# [DIRECTIONS FOR THIS TASK]
Wherever the string "Duration" shows up in the records below, return that line.

# [DATA FOR REVIEW]
▼

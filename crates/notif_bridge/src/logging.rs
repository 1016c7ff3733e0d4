use tracing_subscriber::filter::ParseError;
use tracing_subscriber::EnvFilter;

/// Installs the global tracing subscriber. Later calls, or a host that already
/// installed one, leave the existing subscriber in place.
///
/// An unparsable `filter` falls back to `info`; the parse error is handed back
/// so the caller can log it once a subscriber exists.
pub fn init(filter: &str) -> Result<(), ParseError> {
    let (env_filter, outcome) = match EnvFilter::try_new(filter) {
        Ok(env_filter) => (env_filter, Ok(())),
        Err(err) => (EnvFilter::new("info"), Err(err)),
    };
    let _ = tracing_subscriber::fmt()
        .with_env_filter(env_filter)
        .with_target(true)
        .try_init();
    outcome
}
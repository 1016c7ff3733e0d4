//! In-process notification store used on targets without a system
//! notification center, and by the test suites.

use std::fs::File;
use std::io::Read;
use std::path::{Path, PathBuf};
use std::sync::Arc;
use std::thread;

use chrono::{DateTime, Duration, Utc};
use parking_lot::Mutex;

use crate::center::{Callback, NotificationCenter};
use crate::error::NotificationError;
use crate::model::{
    ImageAttachment, NotificationRequest, ScheduledNotification, IMAGE_ATTACHMENT_ID,
};
use crate::permission::Permissions;

const PNG_SIGNATURE: [u8; 8] = [0x89, b'P', b'N', b'G', 0x0d, 0x0a, 0x1a, 0x0a];

#[derive(Debug, Clone, Copy, Default, PartialEq, Eq)]
pub enum AuthorizationPolicy {
    #[default]
    GrantAll,
    DenyAll,
}

#[derive(Debug, Clone)]
struct PendingEntry {
    request: ScheduledNotification,
    fire_at: DateTime<Utc>,
}

#[derive(Debug, Default)]
struct MemoryState {
    pending: Vec<PendingEntry>,
    delivered: Vec<ScheduledNotification>,
    authorization_requests: Vec<Permissions>,
    granted: Permissions,
}

#[derive(Debug, Default)]
pub struct MemoryCenter {
    state: Mutex<MemoryState>,
    resource_dir: Option<PathBuf>,
    policy: AuthorizationPolicy,
}

impl MemoryCenter {
    pub fn new() -> Self {
        Self::default()
    }

    pub fn with_resource_dir(mut self, dir: impl AsRef<Path>) -> Self {
        self.resource_dir = Some(dir.as_ref().to_path_buf());
        self
    }

    pub fn with_policy(mut self, policy: AuthorizationPolicy) -> Self {
        self.policy = policy;
        self
    }

    pub fn add_at(&self, request: ScheduledNotification, now: DateTime<Utc>) {
        let fire_at = seconds_after(now, request.trigger.seconds());
        let mut state = self.state.lock();
        state
            .delivered
            .retain(|delivered| delivered.identifier != request.identifier);
        let entry = PendingEntry { request, fire_at };
        let existing = state
            .pending
            .iter()
            .position(|pending| pending.request.identifier == entry.request.identifier);
        match existing {
            Some(index) => state.pending[index] = entry,
            None => state.pending.push(entry),
        }
    }

    /// Fires every pending request due at or before `now` and returns the
    /// identifiers that were delivered. One-shot requests leave the pending
    /// set; repeating ones are re-armed one interval later.
    pub fn deliver_due(&self, now: DateTime<Utc>) -> Vec<String> {
        let mut state = self.state.lock();
        let mut fired = Vec::new();
        let mut still_pending = Vec::with_capacity(state.pending.len());
        for mut entry in std::mem::take(&mut state.pending) {
            if entry.fire_at > now {
                still_pending.push(entry);
                continue;
            }
            fired.push(entry.request.clone());
            if entry.request.trigger.repeats() {
                let interval = entry.request.trigger.seconds();
                while entry.fire_at <= now {
                    entry.fire_at = seconds_after(entry.fire_at, interval);
                }
                still_pending.push(entry);
            }
        }
        state.pending = still_pending;

        let mut identifiers = Vec::with_capacity(fired.len());
        for request in fired {
            tracing::debug!(id = %request.identifier, "delivering notification");
            identifiers.push(request.identifier.clone());
            state
                .delivered
                .retain(|delivered| delivered.identifier != request.identifier);
            state.delivered.push(request);
        }
        identifiers
    }

    pub fn scheduled(&self, identifier: &str) -> Option<ScheduledNotification> {
        self.state
            .lock()
            .pending
            .iter()
            .find(|entry| entry.request.identifier == identifier)
            .map(|entry| entry.request.clone())
    }

    pub fn authorization_requests(&self) -> Vec<Permissions> {
        self.state.lock().authorization_requests.clone()
    }

    pub fn granted(&self) -> Permissions {
        self.state.lock().granted
    }

    fn resource_path(&self, name: &str) -> Result<PathBuf, NotificationError> {
        let dir = self
            .resource_dir
            .as_ref()
            .ok_or_else(|| NotificationError::attachment(name, "no resource bundle configured"))?;
        if name.is_empty() || name.contains(['/', '\\']) || name == "." || name == ".." {
            return Err(NotificationError::attachment(name, "not a resource name"));
        }
        Ok(dir.join(format!("{name}.png")))
    }
}

impl NotificationCenter for MemoryCenter {
    fn request_authorization(
        &self,
        options: Permissions,
        on_complete: Callback<Result<bool, NotificationError>>,
    ) {
        let granted = {
            let mut state = self.state.lock();
            state.authorization_requests.push(options);
            match self.policy {
                AuthorizationPolicy::GrantAll => {
                    let previous = state.granted;
                    state.granted = options.iter().chain(previous.iter()).collect();
                    true
                }
                AuthorizationPolicy::DenyAll => false,
            }
        };
        dispatch(on_complete, Ok(granted));
    }

    fn add(
        &self,
        request: ScheduledNotification,
        on_complete: Callback<Result<(), NotificationError>>,
    ) {
        self.add_at(request, Utc::now());
        dispatch(on_complete, Ok(()));
    }

    fn remove_all_pending(&self) {
        self.state.lock().pending.clear();
    }

    fn remove_all_delivered(&self) {
        self.state.lock().delivered.clear();
    }

    fn remove_pending(&self, identifiers: &[String]) {
        self.state
            .lock()
            .pending
            .retain(|entry| !identifiers.contains(&entry.request.identifier));
    }

    fn remove_delivered(&self, identifiers: &[String]) {
        self.state
            .lock()
            .delivered
            .retain(|request| !identifiers.contains(&request.identifier));
    }

    fn pending(&self, on_complete: Callback<Vec<NotificationRequest>>) {
        let snapshot = self
            .state
            .lock()
            .pending
            .iter()
            .map(|entry| entry.request.snapshot())
            .collect();
        dispatch(on_complete, snapshot);
    }

    fn delivered(&self, on_complete: Callback<Vec<NotificationRequest>>) {
        let snapshot = self
            .state
            .lock()
            .delivered
            .iter()
            .map(ScheduledNotification::snapshot)
            .collect();
        dispatch(on_complete, snapshot);
    }

    fn resolve_image(&self, name: &str) -> Result<ImageAttachment, NotificationError> {
        let path = self.resource_path(name)?;
        let mut header = [0u8; 8];
        File::open(&path)
            .and_then(|mut file| file.read_exact(&mut header))
            .map_err(|err| NotificationError::attachment(name, err.to_string()))?;
        if header != PNG_SIGNATURE {
            return Err(NotificationError::attachment(name, "not a PNG image"));
        }
        Ok(ImageAttachment {
            identifier: IMAGE_ATTACHMENT_ID.to_string(),
            path,
        })
    }
}

/// Far-future delays saturate at the latest representable instant.
fn seconds_after(at: DateTime<Utc>, seconds: i64) -> DateTime<Utc> {
    Duration::try_seconds(seconds)
        .and_then(|delay| at.checked_add_signed(delay))
        .unwrap_or(DateTime::<Utc>::MAX_UTC)
}

/// Runs a completion handler off the caller's thread, the way the platform
/// delivers them on its own queue.
fn dispatch<T: Send + 'static>(callback: Callback<T>, value: T) {
    let job = Arc::new(Mutex::new(Some((callback, value))));
    let worker_job = Arc::clone(&job);
    let spawned = thread::Builder::new()
        .name("notification-callback".into())
        .spawn(move || {
            if let Some((callback, value)) = worker_job.lock().take() {
                callback(value);
            }
        });
    if let Err(err) = spawned {
        tracing::warn!(%err, "callback thread unavailable; completing inline");
        if let Some((callback, value)) = job.lock().take() {
            callback(value);
        }
    }
}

▲

# [COMPLETED TASK]
use chrono::{DateTime, Duration, Utc};
    Duration::try_seconds(seconds)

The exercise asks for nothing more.